ACTIVITY:
The answer must consist of each line below that holds the word "teacher", copied as it stands.

DATASET EXTRACT:
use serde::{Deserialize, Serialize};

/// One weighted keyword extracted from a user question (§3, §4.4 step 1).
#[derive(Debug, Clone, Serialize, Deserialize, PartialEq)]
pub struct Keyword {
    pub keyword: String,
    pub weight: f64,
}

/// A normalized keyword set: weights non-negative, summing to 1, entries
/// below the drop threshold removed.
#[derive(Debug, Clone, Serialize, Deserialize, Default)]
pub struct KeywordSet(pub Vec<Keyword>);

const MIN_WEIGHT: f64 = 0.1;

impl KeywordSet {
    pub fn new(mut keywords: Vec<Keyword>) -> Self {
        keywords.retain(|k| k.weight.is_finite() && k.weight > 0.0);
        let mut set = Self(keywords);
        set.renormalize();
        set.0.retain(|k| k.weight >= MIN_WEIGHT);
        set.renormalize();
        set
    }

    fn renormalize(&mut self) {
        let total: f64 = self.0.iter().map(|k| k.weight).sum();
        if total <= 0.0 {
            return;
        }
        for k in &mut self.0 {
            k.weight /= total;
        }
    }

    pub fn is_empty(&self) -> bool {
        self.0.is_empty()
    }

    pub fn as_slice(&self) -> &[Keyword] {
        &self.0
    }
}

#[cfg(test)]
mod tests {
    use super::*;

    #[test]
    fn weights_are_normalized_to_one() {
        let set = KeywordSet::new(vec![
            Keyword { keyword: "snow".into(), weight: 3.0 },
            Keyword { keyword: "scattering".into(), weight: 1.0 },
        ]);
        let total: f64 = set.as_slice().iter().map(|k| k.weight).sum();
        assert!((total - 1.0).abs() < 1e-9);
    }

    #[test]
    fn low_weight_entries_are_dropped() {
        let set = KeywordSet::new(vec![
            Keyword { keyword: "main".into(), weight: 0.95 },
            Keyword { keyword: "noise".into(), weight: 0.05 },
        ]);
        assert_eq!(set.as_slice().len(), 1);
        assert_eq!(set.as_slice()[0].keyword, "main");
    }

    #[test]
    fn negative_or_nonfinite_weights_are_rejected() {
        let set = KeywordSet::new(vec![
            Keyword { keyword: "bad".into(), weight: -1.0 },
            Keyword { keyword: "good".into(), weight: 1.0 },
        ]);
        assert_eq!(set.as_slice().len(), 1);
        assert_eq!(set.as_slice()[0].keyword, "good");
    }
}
...
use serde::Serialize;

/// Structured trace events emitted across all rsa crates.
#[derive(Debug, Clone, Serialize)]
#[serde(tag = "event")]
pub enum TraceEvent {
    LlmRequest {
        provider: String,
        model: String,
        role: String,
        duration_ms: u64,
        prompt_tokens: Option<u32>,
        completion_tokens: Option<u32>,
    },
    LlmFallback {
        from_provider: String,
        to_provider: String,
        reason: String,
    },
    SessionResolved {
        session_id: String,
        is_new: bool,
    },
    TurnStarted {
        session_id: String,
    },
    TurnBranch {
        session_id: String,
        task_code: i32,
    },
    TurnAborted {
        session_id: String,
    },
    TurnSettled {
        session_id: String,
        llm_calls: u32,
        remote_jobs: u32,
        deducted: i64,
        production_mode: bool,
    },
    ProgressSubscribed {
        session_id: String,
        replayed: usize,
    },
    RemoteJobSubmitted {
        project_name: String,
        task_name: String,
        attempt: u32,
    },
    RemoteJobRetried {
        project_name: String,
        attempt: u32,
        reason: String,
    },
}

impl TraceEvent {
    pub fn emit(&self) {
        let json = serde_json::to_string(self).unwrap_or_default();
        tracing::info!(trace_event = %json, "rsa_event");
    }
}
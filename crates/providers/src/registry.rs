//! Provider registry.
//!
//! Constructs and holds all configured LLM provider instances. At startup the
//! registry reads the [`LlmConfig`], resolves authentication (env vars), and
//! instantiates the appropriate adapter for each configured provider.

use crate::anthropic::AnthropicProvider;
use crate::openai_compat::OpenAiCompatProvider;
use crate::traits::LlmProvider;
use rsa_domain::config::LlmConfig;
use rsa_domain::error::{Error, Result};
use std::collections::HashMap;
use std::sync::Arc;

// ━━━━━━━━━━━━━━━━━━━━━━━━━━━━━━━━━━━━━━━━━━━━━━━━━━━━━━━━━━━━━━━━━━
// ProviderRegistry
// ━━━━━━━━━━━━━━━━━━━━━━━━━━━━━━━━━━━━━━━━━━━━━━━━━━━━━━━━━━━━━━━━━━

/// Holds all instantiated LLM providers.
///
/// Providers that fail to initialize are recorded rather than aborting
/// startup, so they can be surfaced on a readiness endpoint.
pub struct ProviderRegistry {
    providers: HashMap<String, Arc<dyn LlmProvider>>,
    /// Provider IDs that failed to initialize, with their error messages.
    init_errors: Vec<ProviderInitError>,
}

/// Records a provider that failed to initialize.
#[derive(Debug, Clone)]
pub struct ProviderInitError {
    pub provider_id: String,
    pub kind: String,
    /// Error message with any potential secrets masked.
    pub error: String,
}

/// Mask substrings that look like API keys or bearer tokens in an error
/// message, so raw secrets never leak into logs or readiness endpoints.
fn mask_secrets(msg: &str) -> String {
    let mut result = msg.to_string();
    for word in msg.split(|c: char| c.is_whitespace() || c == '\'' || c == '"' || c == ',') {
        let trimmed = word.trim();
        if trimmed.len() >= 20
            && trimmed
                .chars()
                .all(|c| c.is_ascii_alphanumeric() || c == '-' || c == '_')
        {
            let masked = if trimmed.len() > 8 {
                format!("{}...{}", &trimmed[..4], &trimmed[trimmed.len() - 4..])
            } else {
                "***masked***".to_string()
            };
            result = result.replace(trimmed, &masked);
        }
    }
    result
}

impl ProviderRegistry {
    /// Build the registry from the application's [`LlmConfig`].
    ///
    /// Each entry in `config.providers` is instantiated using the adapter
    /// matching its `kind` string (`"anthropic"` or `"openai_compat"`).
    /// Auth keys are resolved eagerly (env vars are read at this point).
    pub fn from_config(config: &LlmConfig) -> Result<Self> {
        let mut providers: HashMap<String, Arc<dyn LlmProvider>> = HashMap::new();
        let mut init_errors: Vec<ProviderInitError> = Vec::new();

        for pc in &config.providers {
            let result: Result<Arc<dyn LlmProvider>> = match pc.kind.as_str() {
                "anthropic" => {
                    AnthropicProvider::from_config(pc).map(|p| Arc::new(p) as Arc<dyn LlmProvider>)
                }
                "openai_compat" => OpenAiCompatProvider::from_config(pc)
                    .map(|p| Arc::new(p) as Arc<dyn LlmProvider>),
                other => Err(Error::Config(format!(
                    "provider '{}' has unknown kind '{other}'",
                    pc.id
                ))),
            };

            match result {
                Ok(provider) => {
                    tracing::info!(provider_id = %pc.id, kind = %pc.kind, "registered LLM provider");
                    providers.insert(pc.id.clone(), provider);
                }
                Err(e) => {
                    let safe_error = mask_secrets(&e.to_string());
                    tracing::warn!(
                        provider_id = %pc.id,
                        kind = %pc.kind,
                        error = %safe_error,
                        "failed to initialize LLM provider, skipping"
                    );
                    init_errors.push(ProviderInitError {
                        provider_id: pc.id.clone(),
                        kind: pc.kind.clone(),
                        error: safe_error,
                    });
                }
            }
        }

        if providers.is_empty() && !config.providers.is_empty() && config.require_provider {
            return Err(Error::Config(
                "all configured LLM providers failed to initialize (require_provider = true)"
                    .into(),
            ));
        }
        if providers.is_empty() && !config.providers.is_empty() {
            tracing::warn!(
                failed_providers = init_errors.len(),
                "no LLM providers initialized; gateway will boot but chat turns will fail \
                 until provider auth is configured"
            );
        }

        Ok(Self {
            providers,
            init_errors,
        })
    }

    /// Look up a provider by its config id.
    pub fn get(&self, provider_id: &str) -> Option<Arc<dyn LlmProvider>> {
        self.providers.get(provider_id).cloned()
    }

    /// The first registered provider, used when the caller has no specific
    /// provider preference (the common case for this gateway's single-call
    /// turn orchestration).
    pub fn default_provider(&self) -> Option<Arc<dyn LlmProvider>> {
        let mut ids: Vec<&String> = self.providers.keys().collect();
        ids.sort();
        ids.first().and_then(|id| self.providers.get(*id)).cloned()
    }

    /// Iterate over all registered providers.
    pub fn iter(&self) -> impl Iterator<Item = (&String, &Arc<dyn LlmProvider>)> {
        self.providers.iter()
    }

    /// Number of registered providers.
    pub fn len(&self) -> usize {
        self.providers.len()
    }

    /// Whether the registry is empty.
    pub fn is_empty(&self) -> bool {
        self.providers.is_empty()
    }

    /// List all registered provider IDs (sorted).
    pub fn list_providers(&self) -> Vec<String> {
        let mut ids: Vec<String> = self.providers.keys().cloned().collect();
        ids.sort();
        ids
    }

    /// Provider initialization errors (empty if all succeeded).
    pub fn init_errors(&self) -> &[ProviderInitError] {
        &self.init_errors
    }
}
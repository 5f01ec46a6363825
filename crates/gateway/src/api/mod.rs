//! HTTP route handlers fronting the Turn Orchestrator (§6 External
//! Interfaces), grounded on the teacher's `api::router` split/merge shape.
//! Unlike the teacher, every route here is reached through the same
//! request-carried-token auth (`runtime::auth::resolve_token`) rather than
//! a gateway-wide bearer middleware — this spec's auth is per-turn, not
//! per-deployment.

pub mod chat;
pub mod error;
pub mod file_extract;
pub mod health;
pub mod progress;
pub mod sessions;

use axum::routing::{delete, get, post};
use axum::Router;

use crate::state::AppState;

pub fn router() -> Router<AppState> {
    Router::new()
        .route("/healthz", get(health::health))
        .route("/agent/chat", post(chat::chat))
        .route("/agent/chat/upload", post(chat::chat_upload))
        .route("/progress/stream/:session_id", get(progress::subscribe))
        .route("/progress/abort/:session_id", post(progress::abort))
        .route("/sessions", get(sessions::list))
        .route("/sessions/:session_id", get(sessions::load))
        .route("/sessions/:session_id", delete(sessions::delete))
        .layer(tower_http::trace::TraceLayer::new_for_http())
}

RESULT FOR THIS TASK:
//! Interfaces), grounded on the teacher's `api::router` split/merge shape.
//! Unlike the teacher, every route here is reached through the same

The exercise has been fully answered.